来る日も来る日も書いてはカートリッジを確認するということを続けていった。そしていよいよ近づいてきた。カートリッジの中にはもはやインクが見えない状態が。カートリッジの側を下に向けても、インクがたら〜と垂れてくることもない。それでもまだ文字は書いていける。743のペン芯はインク保持力が結構あるようで、この状態でも余裕で数ページは書いていける。

パイロット カートリッジインク ブルー

そして、使い切る瞬間が本当にやってきた。筆跡が所々かすれてきた。よし、ここをゴールとしよう。そして、ページを遡ってスタートラインを調べてみる。書き始めた日付から使い切った日を計算すると9日間だった。ページ数は56ページ。あれ?1日8ページだから計算が合わないぞと調べてみると、中には1ページしか書いていない日もあったりした。とにかく56ページかかったということが分かった。私は1行に大体23文字くらい書いている。1ページに25行あるので、23×25で575文字。56ページを掛けると、32,200文字ということになる。

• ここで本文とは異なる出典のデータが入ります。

pub(super) fn lower_source_file(
    ctx: &mut LoweringContext,
    node: &SyntaxNode,
) -> LowerResult<SourceFile> {
    ctx.expect_kind(node, SyntaxKind::SourceFile)?;
    let span = ctx.span(node);

    let mut package = None;
    let mut import: Option<Import> = None;
    let mut top_levels = Vec::new();
    for child in &node.children {
        match child.kind {
            SyntaxKind::PackageClause if package.is_none() => {
                package = Some(lower_package_clause(ctx, child)?);
            }
            SyntaxKind::ImportDecl => {
                let decl = lower_import_decl(ctx, child)?;
                import = Some(match import.take() {
                    Some(merged) => merge_imports(merged, decl),
                    None => decl,
                });
            }
            SyntaxKind::TopLevelDecl => top_levels.push(lower_top_level_decl(ctx, child)?),
            SyntaxKind::Eos | SyntaxKind::Eof => ctx.observe_eos(child),
            other if other.is_token() => {}
            other => {
                return Err(ctx.mismatch(node, format!("unexpected `{other}`")));
            }
        }
    }

    let package = package.ok_or_else(|| ctx.mismatch(node, "missing `package_clause`"))?;
    Ok(SourceFile::new(package, import, top_levels, span))
}

/// Later import declarations extend the first one
fn merge_imports(mut merged: Import, next: Import) -> Import {
    merged.specs.extend(next.specs);
    merged.span.span = merged.span.span.cover(next.span.span);
    merged
}

pub(super) fn lower_interp(ctx: &mut LoweringContext, node: &SyntaxNode) -> LowerResult<Interp> {
    ctx.expect_kind(node, SyntaxKind::Interp)?;
    let span = ctx.span(node);

    let mut lowered = None;
    for child in &node.children {
        match child.kind {
            SyntaxKind::Statement if lowered.is_none() => {
                lowered = Some(InterpKind::Statement(stmt::lower_statement(ctx, child)?));
            }
            SyntaxKind::TopLevelDecl if lowered.is_none() => {
                lowered = Some(InterpKind::TopLevel(lower_top_level_decl(ctx, child)?));
            }
            SyntaxKind::Eos | SyntaxKind::Eof => ctx.observe_eos(child),
            other if other.is_token() => {}
            other => {
                return Err(ctx.mismatch(node, format!("unexpected `{other}`")));
            }
        }
    }

    let kind = lowered.ok_or_else(|| {
        ctx.mismatch(node, "expected a statement or a top-level declaration")
    })?;
    Ok(Interp::new(kind, span))
}

fn lower_package_clause(ctx: &mut LoweringContext, node: &SyntaxNode) -> LowerResult<Package> {
    ctx.expect_kind(node, SyntaxKind::PackageClause)?;
    Ok(Package::new(ctx.identifier(node)?, ctx.span(node)))
}

fn lower_import_decl(ctx: &mut LoweringContext, node: &SyntaxNode) -> LowerResult<Import> {
    ctx.expect_kind(node, SyntaxKind::ImportDecl)?;
    let span = ctx.span(node);
    let list = node.child(SyntaxKind::ImportBody).unwrap_or(node);
    let specs = ctx.lower_list(list, SyntaxKind::ImportSpec, lower_import_spec)?;
    Ok(Import::new(specs, span))
}

fn lower_import_spec(ctx: &mut LoweringContext, node: &SyntaxNode) -> LowerResult<ImportSpec> {
    ctx.expect_kind(node, SyntaxKind::ImportSpec)?;
    let span = ctx.span(node);
    let path_node = ctx.required(node, SyntaxKind::ImportPath)?;
    let path = ImportPath::frame(path_node.text.trim());

    let alias = match node.child(SyntaxKind::Identifier) {
        Some(alias) => ImportAlias::Named(alias.compact_text()),
        None => {
            let outside_path: String = node
                .children
                .iter()
                .filter(|child| child.kind != SyntaxKind::ImportPath)
                .map(SyntaxNode::compact_text)
                .collect();
            if heuristics::has_merge_marker(&outside_path) {
                ImportAlias::Merge
            } else {
                ImportAlias::Inferred
            }
        }
    };

    Ok(ImportSpec::new(path, alias, span))
}

fn lower_top_level_decl(ctx: &mut LoweringContext, node: &SyntaxNode) -> LowerResult<TopLevel> {
    ctx.expect_kind(node, SyntaxKind::TopLevelDecl)?;
    let span = ctx.span(node);
    let inner = node
        .first_production()
        .ok_or_else(|| ctx.mismatch(node, "empty top-level declaration"))?;
    trace!(production = %inner.kind, line = ctx.line(), "top-level declaration");

    let kind = match inner.kind {
        SyntaxKind::Declaration => TopLevelKind::Declaration(lower_declaration(ctx, inner)?),
        SyntaxKind::FunctionDecl => TopLevelKind::Function(lower_function_decl(ctx, inner)?),
        SyntaxKind::MethodDecl => TopLevelKind::Method(lower_method_decl(ctx, inner)?),
        other => return Err(ctx.mismatch(node, format!("unexpected `{other}`"))),
    };
    Ok(TopLevel::new(kind, span))
}

pub(super) fn lower_declaration(
    ctx: &mut LoweringContext,
    node: &SyntaxNode,
) -> LowerResult<Declaration> {
    ctx.expect_kind(node, SyntaxKind::Declaration)?;
    let span = ctx.span(node);
    let inner = node
        .first_production()
        .ok_or_else(|| ctx.mismatch(node, "empty declaration"))?;

    let kind = match inner.kind {
        SyntaxKind::ConstDecl => DeclarationKind::Const(lower_const_decl(ctx, inner)?),
        SyntaxKind::TypeDecl => DeclarationKind::Type(lower_type_decl(ctx, inner)?),
        SyntaxKind::VarDecl => DeclarationKind::Var(lower_var_decl(ctx, inner)?),
        other => return Err(ctx.mismatch(node, format!("unexpected `{other}`"))),
    };
    Ok(Declaration::new(kind, span))
}

fn lower_const_decl(ctx: &mut LoweringContext, node: &SyntaxNode) -> LowerResult<ConstDecl> {
    let span = ctx.span(node);
    let specs = ctx.lower_list(node, SyntaxKind::ConstSpec, lower_const_spec)?;
    Ok(ConstDecl::new(specs, span))
}

fn lower_const_spec(ctx: &mut LoweringContext, node: &SyntaxNode) -> LowerResult<ConstSpec> {
    let span = ctx.span(node);
    let identifiers = lower_identifier_list(ctx, ctx.required(node, SyntaxKind::IdentifierList)?)?;
    let ty = types::optional_type(ctx, node)?;
    let values = optional_expression_list(ctx, node)?;
    Ok(ConstSpec::new(identifiers, ty, values, span))
}

fn lower_type_decl(ctx: &mut LoweringContext, node: &SyntaxNode) -> LowerResult<TypeDecl> {
    let span = ctx.span(node);
    let kind = if let Some(structure) = node.child(SyntaxKind::StructType) {
        TypeDeclKind::Struct(types::lower_struct_type(ctx, structure)?)
    } else if let Some(interface) = node.child(SyntaxKind::InterfaceType) {
        TypeDeclKind::Interface(types::lower_interface_type(ctx, interface)?)
    } else {
        TypeDeclKind::Specs(ctx.lower_list(node, SyntaxKind::TypeSpec, lower_type_spec)?)
    };
    Ok(TypeDecl::new(kind, span))
}

fn lower_type_spec(ctx: &mut LoweringContext, node: &SyntaxNode) -> LowerResult<TypeSpec> {
    let span = ctx.span(node);
    let name = ctx.identifier(node)?;
    let ty = types::lower_type(ctx, ctx.required(node, SyntaxKind::Type)?)?;
    Ok(TypeSpec::new(name, ty, span))
}

fn lower_var_decl(ctx: &mut LoweringContext, node: &SyntaxNode) -> LowerResult<VarDecl> {
    let span = ctx.span(node);
    let specs = ctx.lower_list(node, SyntaxKind::VarSpec, lower_var_spec)?;
    Ok(VarDecl::new(specs, span))
}

fn lower_var_spec(ctx: &mut LoweringContext, node: &SyntaxNode) -> LowerResult<VarSpec> {
    let span = ctx.span(node);
    let identifiers = lower_identifier_list(ctx, ctx.required(node, SyntaxKind::IdentifierList)?)?;
    let ty = types::optional_type(ctx, node)?;

    let init = if let Some(values) = node.child(SyntaxKind::ExpressionList) {
        Some(VarInit::Expressions(lower_expression_list(ctx, values)?))
    } else if let Some(statement) = node.child(SyntaxKind::Statement) {
        Some(VarInit::Statement(Box::new(stmt::lower_statement(
            ctx, statement,
        )?)))
    } else {
        None
    };

    Ok(VarSpec::new(identifiers, ty, init, span))
}

pub(super) fn lower_function_decl(
    ctx: &mut LoweringContext,
    node: &SyntaxNode,
) -> LowerResult<FunctionDecl> {
    ctx.expect_kind(node, SyntaxKind::FunctionDecl)?;
    let span = ctx.span(node);
    let name = ctx.identifier(node)?;
    let function = lower_function_or_signature(ctx, node)?;
    Ok(FunctionDecl::new(name, function, span))
}

fn lower_method_decl(ctx: &mut LoweringContext, node: &SyntaxNode) -> LowerResult<MethodDecl> {
    ctx.expect_kind(node, SyntaxKind::MethodDecl)?;
    let span = ctx.span(node);
    let receiver = lower_receiver(ctx, ctx.required(node, SyntaxKind::Receiver)?)?;
    let function = lower_function_or_signature(ctx, node)?;
    Ok(MethodDecl::new(receiver, function, span))
}

/// A declaration either carries a full function or only its signature
fn lower_function_or_signature(
    ctx: &mut LoweringContext,
    node: &SyntaxNode,
) -> LowerResult<Function> {
    if let Some(function) = node.child(SyntaxKind::Function) {
        return lower_function(ctx, function);
    }
    let signature = node
        .child(SyntaxKind::Signature)
        .ok_or_else(|| ctx.mismatch(node, "missing `function` or `signature`"))?;
    let span = ctx.span(signature);
    Ok(Function::new(lower_signature(ctx, signature)?, None, span))
}

/// `Owner::method` or `*Owner::method`
fn lower_receiver(ctx: &mut LoweringContext, node: &SyntaxNode) -> LowerResult<Receiver> {
    ctx.expect_kind(node, SyntaxKind::Receiver)?;
    let span = ctx.span(node);
    let owner = ctx.nth_identifier(node, 0)?;
    let method = ctx.nth_identifier(node, 1)?;
    let is_pointer = heuristics::has_pointer_marker(&node.compact_text());
    Ok(Receiver::new(owner, is_pointer, method, span))
}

つまり、私は1本のカートリッジインクで32,200文字を書いた訳だ。32,200文字と言われても、他の基準を持っていないので、これが多いのか少ないのかよく分からない。とにかく3万字ちょっとということを自分の中にひとまずインストールした。

パイロット カートリッジインク ブルー



今回の調査では、EFという極細で書いていった。字幅が違えばきっと文字数も変わってくるだろう。ノートの罫線の幅がもう少し広くなれば書く文字も大きくなるので、また結果が違ってくるに違いない。書く人間が違ってもやはり違うのだろう。あくまでも私の場合の目安である。いずれにせよカートリッジインクを見る目は、この数字を知った日以降大きく変わった。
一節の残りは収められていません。